ELK POINT, S.D., June 5, 2017 – The defamation lawsuit brought by a South Dakota meat processor against ABC News began Monday. Beef Products Inc. is suing ABC News and reporter Jim Avila for $1.9 billion, claiming the show caused the company to lose money after news reports in 2012 referred to their product as “pink slime.”

Attorneys presented opening statements Monday in the Union County courthouse in Elk Point, South Dakota, to a 16-person jury.

BPI Attorney Dan Webb argued ABC News caused the meat processing company to lose business after referring to their product as “pink slime” over 350 times from March 7 to April 3.

Within two weeks after the initial news report, Webb claims demand for the product dropped 75 percent and the company went from producing 5 million pounds of Lean Finely Textured Beef (LFTB) down to 2 million pounds per week. BPI also said it had to lay off 700 employees.

The company alleges ABC News knew and intentionally published false and disparaging statements regarding their company and its product.

 “ABC called it filler, salvage, dog food ingredients, and said the product was exposed to fecal matter,” Webb stated. He also claims the company had to shut down three of its four plants because of the reports. “We are not claiming ABC coined the phrase ‘pink slime’ but that the use of the word took off after the report,” Webb said.

ABC News attorney Dane Butswinkas said that’s not true. “Pink Slime was used 3,817 times before we aired the report. BPI even created a Wikipedia page explaining what the product was,” he said. “They started losing business long before the ABC News report.” He also stated the angle of their stories was not about ‘food safety’ like prior reports, but about ‘labeling.’”

“ABC did not report facts that hadn’t been said before,” Butswinkas said. “The secret ingredient BPI left out of their claim that burst their bubble was secrecy.”

The defense claims three of BPI’s top customers – McDonald’s, Burger King and Taco Bell –stopped buying the product three months before the reports aired.

ABC News also claims out of 725 different news segments, 2 percent covered the topic of pink slime. “The truth is, ABC’s reports were a small part of a much larger puzzle,” Butswinkas said.

One of the claims filed by BPI is a statutory claim under a South Dakota law called the Agriculture Food Products Disparagement Act.
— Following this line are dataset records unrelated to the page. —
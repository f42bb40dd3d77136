//! Declarative schemas for request locations.
//!
//! A location schema is an [`ObjectSchema`]: an ordered list of keys, each
//! with a [`Schema`] describing its type, presence and rules.
//!
//! ```rust
//! use specguard_validate::schema::{ObjectSchema, Schema};
//!
//! let body = ObjectSchema::new()
//!     .key("name", Schema::string().required().min(3.0))
//!     .key("email", Schema::string().email())
//!     .key("age", Schema::integer().min(18.0).max(120.0))
//!     .key("role", Schema::string().valid(["admin", "user"]));
//! assert_eq!(body.len(), 4);
//! ```
//!
//! Schemas are plain data and can also be loaded with `serde`:
//!
//! ```json
//! [
//!   {"name": "name", "type": "string", "presence": "required", "rules": [{"rule": "min", "limit": 3}]},
//!   {"name": "page", "type": "integer", "default": 1}
//! ]
//! ```

mod describe;
mod eval;
mod rules;

pub use describe::{describe, describe_keys, SchemaDescriptor};
pub use eval::{CompiledSchema, EvalOptions, Evaluation, ExternalRule, ExternalRules};
pub use rules::Rule;

use serde::{Deserialize, Serialize};
use serde_json::Value;
use std::fmt;

/// Declared value type.
#[derive(Debug, Clone, Copy, Default, PartialEq, Eq, Serialize, Deserialize)]
#[serde(rename_all = "lowercase")]
pub enum Kind {
    #[default]
    Any,
    String,
    Number,
    Integer,
    Boolean,
    Object,
    Array,
}

impl Kind {
    pub fn as_str(&self) -> &'static str {
        match self {
            Kind::Any => "any",
            Kind::String => "string",
            Kind::Number => "number",
            Kind::Integer => "integer",
            Kind::Boolean => "boolean",
            Kind::Object => "object",
            Kind::Array => "array",
        }
    }
}

impl fmt::Display for Kind {
    fn fmt(&self, f: &mut fmt::Formatter<'_>) -> fmt::Result {
        f.write_str(self.as_str())
    }
}

/// Whether a key must, may, or must not be present.
#[derive(Debug, Clone, Copy, Default, PartialEq, Eq, Serialize, Deserialize)]
#[serde(rename_all = "lowercase")]
pub enum Presence {
    #[default]
    Optional,
    Required,
    Forbidden,
}

/// Conditional presence.
///
/// `reference` names a sibling key, or a context path when it starts with
/// `$` (e.g. `"$body.kind"` with whole-request context enabled).
#[derive(Debug, Clone, PartialEq, Serialize, Deserialize)]
pub struct Condition {
    pub reference: String,
    pub equals: Value,
    pub then: Presence,
    #[serde(default, skip_serializing_if = "Option::is_none")]
    pub otherwise: Option<Presence>,
}

/// Schema of a single value.
#[derive(Debug, Clone, Default, PartialEq, Serialize, Deserialize)]
#[serde(default)]
pub struct Schema {
    #[serde(rename = "type")]
    pub kind: Kind,
    pub presence: Presence,
    #[serde(skip_serializing_if = "Option::is_none")]
    pub description: Option<String>,
    #[serde(skip_serializing_if = "Option::is_none")]
    pub default: Option<Value>,
    /// Allowed values; anything else fails with `any.only`
    #[serde(skip_serializing_if = "Option::is_none")]
    pub valid: Option<Vec<Value>>,
    #[serde(skip_serializing_if = "Vec::is_empty")]
    pub rules: Vec<Rule>,
    /// Nested keys for `object` schemas
    #[serde(skip_serializing_if = "Option::is_none")]
    pub keys: Option<ObjectSchema>,
    /// Element schema for `array` schemas
    #[serde(skip_serializing_if = "Option::is_none")]
    pub items: Option<Box<Schema>>,
    #[serde(rename = "when", skip_serializing_if = "Vec::is_empty")]
    pub conditions: Vec<Condition>,
    /// Names of asynchronous rules registered on the validator
    #[serde(skip_serializing_if = "Vec::is_empty")]
    pub external: Vec<String>,
}

impl Schema {
    fn of(kind: Kind) -> Self {
        Self {
            kind,
            ..Self::default()
        }
    }

    /// A value of any type.
    pub fn any() -> Self {
        Self::of(Kind::Any)
    }

    pub fn string() -> Self {
        Self::of(Kind::String)
    }

    pub fn number() -> Self {
        Self::of(Kind::Number)
    }

    pub fn integer() -> Self {
        Self::of(Kind::Integer)
    }

    pub fn boolean() -> Self {
        Self::of(Kind::Boolean)
    }

    /// An object with the given keys.
    pub fn object(keys: ObjectSchema) -> Self {
        Self {
            keys: Some(keys),
            ..Self::of(Kind::Object)
        }
    }

    /// An array whose elements match `items`.
    pub fn array(items: Schema) -> Self {
        Self {
            items: Some(Box::new(items)),
            ..Self::of(Kind::Array)
        }
    }

    pub fn required(mut self) -> Self {
        self.presence = Presence::Required;
        self
    }

    pub fn optional(mut self) -> Self {
        self.presence = Presence::Optional;
        self
    }

    pub fn forbidden(mut self) -> Self {
        self.presence = Presence::Forbidden;
        self
    }

    pub fn description(mut self, description: impl Into<String>) -> Self {
        self.description = Some(description.into());
        self
    }

    /// Value inserted when the key is absent.
    pub fn default_value(mut self, value: impl Into<Value>) -> Self {
        self.default = Some(value.into());
        self
    }

    /// Restrict the value to a fixed set.
    pub fn valid<I, V>(mut self, values: I) -> Self
    where
        I: IntoIterator<Item = V>,
        V: Into<Value>,
    {
        self.valid = Some(values.into_iter().map(Into::into).collect());
        self
    }

    /// Minimum length (strings, arrays) or value (numbers).
    pub fn min(mut self, limit: f64) -> Self {
        self.rules.push(Rule::Min { limit });
        self
    }

    /// Maximum length (strings, arrays) or value (numbers).
    pub fn max(mut self, limit: f64) -> Self {
        self.rules.push(Rule::Max { limit });
        self
    }

    pub fn email(mut self) -> Self {
        self.rules.push(Rule::Email);
        self
    }

    pub fn pattern(mut self, pattern: impl Into<String>) -> Self {
        self.rules.push(Rule::Pattern {
            pattern: pattern.into(),
        });
        self
    }

    /// Switch presence to `then` when `reference` equals `equals`.
    pub fn when(mut self, reference: impl Into<String>, equals: impl Into<Value>, then: Presence) -> Self {
        self.conditions.push(Condition {
            reference: reference.into(),
            equals: equals.into(),
            then,
            otherwise: None,
        });
        self
    }

    /// Like [`when`](Self::when), with the presence to use when no condition
    /// of this schema matches.
    pub fn when_else(
        mut self,
        reference: impl Into<String>,
        equals: impl Into<Value>,
        then: Presence,
        otherwise: Presence,
    ) -> Self {
        self.conditions.push(Condition {
            reference: reference.into(),
            equals: equals.into(),
            then,
            otherwise: Some(otherwise),
        });
        self
    }

    /// Run a named asynchronous rule once the built-in checks pass.
    pub fn external(mut self, name: impl Into<String>) -> Self {
        self.external.push(name.into());
        self
    }
}

/// A named key inside an [`ObjectSchema`].
#[derive(Debug, Clone, PartialEq, Serialize, Deserialize)]
pub struct Field {
    pub name: String,
    #[serde(flatten)]
    pub schema: Schema,
}

/// Ordered keys of an object. Declaration order is the order in which
/// violations are reported and parameters are documented.
#[derive(Debug, Clone, Default, PartialEq, Serialize, Deserialize)]
#[serde(transparent)]
pub struct ObjectSchema {
    fields: Vec<Field>,
}

impl ObjectSchema {
    pub fn new() -> Self {
        Self::default()
    }

    /// Add a key. A key declared twice keeps the later schema.
    pub fn key(mut self, name: impl Into<String>, schema: Schema) -> Self {
        let name = name.into();
        match self.fields.iter_mut().find(|f| f.name == name) {
            Some(field) => field.schema = schema,
            None => self.fields.push(Field { name, schema }),
        }
        self
    }

    pub fn get(&self, name: &str) -> Option<&Schema> {
        self.fields.iter().find(|f| f.name == name).map(|f| &f.schema)
    }

    pub fn fields(&self) -> &[Field] {
        &self.fields
    }

    pub fn len(&self) -> usize {
        self.fields.len()
    }

    pub fn is_empty(&self) -> bool {
        self.fields.is_empty()
    }
}

impl FromIterator<(String, Schema)> for ObjectSchema {
    fn from_iter<I: IntoIterator<Item = (String, Schema)>>(iter: I) -> Self {
        iter.into_iter()
            .fold(ObjectSchema::new(), |schema, (name, field)| schema.key(name, field))
    }
}

#[cfg(test)]
mod tests {
    use super::*;
    use serde_json::json;

    #[test]
    fn builder_sets_presence_and_rules() {
        let schema = Schema::string().required().min(3.0).email();
        assert_eq!(schema.kind, Kind::String);
        assert_eq!(schema.presence, Presence::Required);
        assert_eq!(schema.rules, vec![Rule::Min { limit: 3.0 }, Rule::Email]);
    }

    #[test]
    fn redeclared_key_replaces_schema() {
        let object = ObjectSchema::new()
            .key("id", Schema::string())
            .key("id", Schema::integer());
        assert_eq!(object.len(), 1);
        assert_eq!(object.get("id").map(|s| s.kind), Some(Kind::Integer));
    }

    #[test]
    fn deserializes_ordered_keys() {
        let object: ObjectSchema = serde_json::from_value(json!([
            {"name": "name", "type": "string", "presence": "required", "rules": [{"rule": "min", "limit": 3}]},
            {"name": "page", "type": "integer", "default": 1},
            {"name": "kind", "when": [{"reference": "name", "equals": "x", "then": "required"}]}
        ]))
        .unwrap();

        let names: Vec<_> = object.fields().iter().map(|f| f.name.as_str()).collect();
        assert_eq!(names, ["name", "page", "kind"]);
        assert_eq!(object.get("page").and_then(|s| s.default.clone()), Some(json!(1)));
        assert_eq!(object.get("kind").map(|s| s.conditions.len()), Some(1));
    }
}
This statute protects food products from being belittled. The food products disparagement claim is alleging disparagement of the food product itself by referring to it as “pink slime.”

“We don’t have a lot of cases where these types of claims have been made,” said Kristine Tidgren, Ag lawyer with Iowa State University’s Center for Law and Taxation. “In South Dakota, BPI is going to have to prove ABC News, by its reports, implied this product was not safe to eat and left the public believing it.”
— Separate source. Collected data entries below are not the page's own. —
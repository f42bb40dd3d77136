//! OpenAPI configuration

/// Configuration for the documentation endpoints
#[derive(Debug, Clone)]
pub struct OpenApiConfig {
    /// API title
    pub title: String,
    /// API version
    pub version: String,
    /// API description
    pub description: Option<String>,
    /// Path to serve the OpenAPI JSON
    pub json_path: String,
    /// Path to serve Swagger UI
    pub docs_path: String,
    /// Route version appended to operation tags (`users-v1`)
    pub route_version: Option<String>,
}

impl Default for OpenApiConfig {
    fn default() -> Self {
        Self {
            title: "specguard API".to_string(),
            version: "1.0.0".to_string(),
            description: None,
            json_path: "/openapi.json".to_string(),
            docs_path: "/docs".to_string(),
            route_version: None,
        }
    }
}

impl OpenApiConfig {
    pub fn new(title: impl Into<String>, version: impl Into<String>) -> Self {
        Self {
            title: title.into(),
            version: version.into(),
            ..Default::default()
        }
    }

    pub fn description(mut self, description: impl Into<String>) -> Self {
        self.description = Some(description.into());
        self
    }

    pub fn json_path(mut self, path: impl Into<String>) -> Self {
        self.json_path = path.into();
        self
    }

    pub fn docs_path(mut self, path: impl Into<String>) -> Self {
        self.docs_path = path.into();
        self
    }

    pub fn route_version(mut self, version: impl Into<String>) -> Self {
        self.route_version = Some(version.into());
        self
    }

    /// An empty document carrying this configuration's info block.
    pub fn spec(&self) -> crate::OpenApiSpec {
        let spec = crate::OpenApiSpec::new(&self.title, &self.version);
        match &self.description {
            Some(description) => spec.description(description),
            None => spec,
        }
    }
}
Tidgren said this is very hard to prove because BPI must show ABC News or the reporter knew the claims were false. The disparagement act does have weight though, as it can result in three times actual damages – which could come to nearly $6 billion – if it’s proven that whoever made the statements was intending to harm BPI.
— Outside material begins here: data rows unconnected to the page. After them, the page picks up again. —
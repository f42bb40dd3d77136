//! HTTP server and request dispatch

use crate::error::ApiError;
use crate::middleware::{BoxedNext, LayerStack};
use crate::request::Request;
use crate::response::{IntoResponse, Response};
use crate::router::{RouteMatch, Router};
use bytes::Bytes;
use http::{header, HeaderValue, StatusCode};
use http_body_util::{BodyExt, Limited};
use hyper::body::Incoming;
use hyper::server::conn::http1;
use hyper::service::service_fn;
use hyper_util::rt::TokioIo;
use std::convert::Infallible;
use std::net::SocketAddr;
use std::sync::Arc;
use tokio::net::TcpListener;
use tracing::{error, info, warn};

/// Default maximum request body size (1 MiB)
pub const DEFAULT_BODY_LIMIT: usize = 1024 * 1024;

/// A finished application: routes plus app-wide layers.
#[derive(Clone)]
pub(crate) struct Service {
    router: Arc<Router>,
    layers: Arc<LayerStack>,
    body_limit: Option<usize>,
}

impl Service {
    pub fn new(router: Router, layers: LayerStack, body_limit: Option<usize>) -> Self {
        Self {
            router: Arc::new(router),
            layers: Arc::new(layers),
            body_limit,
        }
    }

    pub fn body_limit(&self) -> Option<usize> {
        self.body_limit
    }

    /// Route a buffered request through the layers to its handler.
    pub async fn call(&self, req: http::Request<Bytes>) -> Response {
        let method = req.method().clone();
        let path = req.uri().path().to_string();
        let start = std::time::Instant::now();

        let (parts, body) = req.into_parts();

        let (handler, params) = match self.router.match_route(&path, &method) {
            RouteMatch::Found { handler, params } => (handler.clone(), params),
            RouteMatch::NotFound => {
                let response = ApiError::not_found(format!("No route found for {} {}", method, path))
                    .into_response();
                log_request(&method, &path, response.status(), start);
                return response;
            }
            RouteMatch::MethodNotAllowed { allowed } => {
                let allowed_str: Vec<&str> = allowed.iter().map(|m| m.as_str()).collect();
                let mut response = ApiError::method_not_allowed(format!(
                    "Method {} not allowed for {}",
                    method, path
                ))
                .into_response();

                if let Ok(value) = HeaderValue::from_str(&allowed_str.join(", ")) {
                    response.headers_mut().insert(header::ALLOW, value);
                }
                log_request(&method, &path, response.status(), start);
                return response;
            }
        };

        let request = Request::new(parts, body, self.router.state_ref(), params);

        let final_handler: BoxedNext = handler;
        let response = self.layers.execute(request, final_handler).await;

        log_request(&method, &path, response.status(), start);
        response
    }
}

/// Internal server struct
pub(crate) struct Server {
    service: Service,
}

impl Server {
    pub fn new(service: Service) -> Self {
        Self { service }
    }

    /// Run the server
    pub async fn run(self, addr: &str) -> Result<(), Box<dyn std::error::Error + Send + Sync>> {
        let addr: SocketAddr = addr.parse()?;
        let listener = TcpListener::bind(addr).await?;

        info!("specguard server running on http://{}", addr);

        loop {
            let (stream, _remote_addr) = listener.accept().await?;
            let io = TokioIo::new(stream);
            let service = self.service.clone();

            tokio::spawn(async move {
                let svc = service_fn(move |req: hyper::Request<Incoming>| {
                    let service = service.clone();
                    async move { Ok::<_, Infallible>(handle_request(service, req).await) }
                });

                if let Err(err) = http1::Builder::new().serve_connection(io, svc).await {
                    error!("Connection error: {}", err);
                }
            });
        }
    }
}

/// Buffer the body (within the configured limit) and dispatch.
async fn handle_request(service: Service, req: hyper::Request<Incoming>) -> Response {
    let (parts, body) = req.into_parts();

    let collected = match service.body_limit() {
        Some(limit) => Limited::new(body, limit)
            .collect()
            .await
            .map(|c| c.to_bytes())
            .map_err(|err| {
                if err.is::<http_body_util::LengthLimitError>() {
                    ApiError::payload_too_large(format!(
                        "Request body exceeds the limit of {} bytes",
                        limit
                    ))
                } else {
                    ApiError::bad_request("Failed to read request body").with_internal(err.to_string())
                }
            }),
        None => body
            .collect()
            .await
            .map(|c| c.to_bytes())
            .map_err(ApiError::from),
    };

    match collected {
        Ok(bytes) => service.call(http::Request::from_parts(parts, bytes)).await,
        Err(err) => {
            warn!(
                method = %parts.method,
                path = %parts.uri.path(),
                status = err.status.as_u16(),
                "Rejected request body"
            );
            err.into_response()
        }
    }
}

/// Log request completion
fn log_request(method: &http::Method, path: &str, status: StatusCode, start: std::time::Instant) {
    let elapsed = start.elapsed();

    if status.is_success() {
        info!(
            method = %method,
            path = %path,
            status = %status.as_u16(),
            duration_ms = %elapsed.as_millis(),
            "Request completed"
        );
    } else {
        error!(
            method = %method,
            path = %path,
            status = %status.as_u16(),
            duration_ms = %elapsed.as_millis(),
            "Request failed"
        );
    }
}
And this case is in front of a jury so a lot could happen. The jury is made up of 16 jurors, 11 women and five men. All are white except for a Hispanic woman and they range in age from the mid-40s to the 70s.

ABC News claims they did not lie. “We believe in the principle that people deserve to know what’s in the food they eat and are confident that when all the facts are presented in court, our reporting will be fully vindicated.”

The trial is expected to last until late July. Butswinkas said Avila plans to attend every hearing.